O imposto incide nas doações e no recebimento de quinhão hereditário (parcela da herança que cabe ao herdeiro).
O imposto também incide na hipótese de excesso de partilha (tanto na dissolução da sociedade conjugal, como na hipótese de quinhão desbalanceado), isto é, quando por conveniência ou por dificuldade na divisão equânime do patrimônio partilhado um dos ex-cônjuges ou herdeiros recebe parcela patrimonial maior. Nesse caso o imposto incidirá sobre excesso patrimonial recebido pelo herdeiro ou cônjuge.

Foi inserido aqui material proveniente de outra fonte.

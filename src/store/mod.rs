pub mod json_store;
pub mod schema;

use thiserror::Error;

/// Name of the lesson that always sorts first and receives words saved
/// without an explicit lesson.
pub const DEFAULT_LESSON: &str = "Main";

#[derive(Error, Debug)]
pub enum StoreError {
    #[error("already exists: {0}")]
    Conflict(String),

    #[error("not found: {0}")]
    NotFound(String),

    #[error("storage I/O error: {0}")]
    Io(#[from] std::io::Error),

    #[error("storage format error: {0}")]
    Serialization(#[from] serde_json::Error),

    #[error("unsupported data: {0}")]
    Unsupported(String),
}

#[derive(Clone, Copy, Debug, PartialEq, Eq)]
pub enum ErrorKind {
    Conflict,
    NotFound,
    StorageFault,
}

impl StoreError {
    pub fn kind(&self) -> ErrorKind {
        match self {
            StoreError::Conflict(_) => ErrorKind::Conflict,
            StoreError::NotFound(_) => ErrorKind::NotFound,
            StoreError::Io(_) | StoreError::Serialization(_) | StoreError::Unsupported(_) => {
                ErrorKind::StorageFault
            }
        }
    }

    pub fn is_storage_fault(&self) -> bool {
        self.kind() == ErrorKind::StorageFault
    }
}

pub type StoreResult<T> = Result<T, StoreError>;

/// Which lessons a word query covers.
#[derive(Clone, Debug, PartialEq, Eq, Default)]
pub enum LessonFilter {
    #[default]
    All,
    Only(String),
}

impl LessonFilter {
    pub fn lesson(name: &str) -> Self {
        LessonFilter::Only(name.to_string())
    }

    pub fn accepts(&self, lesson: &str) -> bool {
        match self {
            LessonFilter::All => true,
            LessonFilter::Only(name) => name == lesson,
        }
    }

    pub fn name(&self) -> Option<&str> {
        match self {
            LessonFilter::All => None,
            LessonFilter::Only(name) => Some(name),
        }
    }
}
pub mod answer;
pub mod result;
pub mod training;

use serde::{Deserialize, Serialize};
use thiserror::Error;

use crate::store::StoreError;

/// Which side of a word pair is shown and which one is typed.
#[derive(Clone, Copy, Debug, Default, PartialEq, Eq, Serialize, Deserialize)]
#[serde(rename_all = "kebab-case")]
pub enum Direction {
    #[default]
    EnglishToNative,
    NativeToEnglish,
}

impl Direction {
    pub fn as_str(self) -> &'static str {
        match self {
            Direction::EnglishToNative => "english-to-native",
            Direction::NativeToEnglish => "native-to-english",
        }
    }

    pub fn flipped(self) -> Self {
        match self {
            Direction::EnglishToNative => Direction::NativeToEnglish,
            Direction::NativeToEnglish => Direction::EnglishToNative,
        }
    }
}

#[derive(Error, Debug)]
pub enum SessionError {
    /// Nothing left to drill: every word in the selection is learned.
    #[error("no unlearned words in {lesson}")]
    EmptySet { lesson: String },

    #[error("the session is finished")]
    Finished,

    #[error(transparent)]
    Store(#[from] StoreError),
}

Tomemos um exemplo para simplificar a incidência do ITCMD sobre o “excesso de partilha”: suponhamos que o autor da herança (morto/finado) tenha deixado três herdeiros necessários e um patrimônio de três imóveis (de planta idêntica, todavia em andares diferentes) num edifício de apartamentos residenciais e que tais apartamento somados foram avaliados em R$630.000,00.
Por comodidade cada uma dos herdeiros resolveu ficar com um apartamento (em vez de os três ficarem com 1/3 de cada um dos três apartamentos). E em razão dessa divisão e de os apartamentos superiores terem valor de mercado ligeiramente superior aos dos andares inferiores um herdeiro ficou com um quinhão de R$200.000,00, outro com um de R$210.000,00 e o terceiro com um patrimônio de R$220.000,00.
Nesse cenário é como se o primeiro herdeiro doasse ao terceiro o valor de R$10.000,00, sobre o qual incidirá o ITCMD de “excesso de partilha”.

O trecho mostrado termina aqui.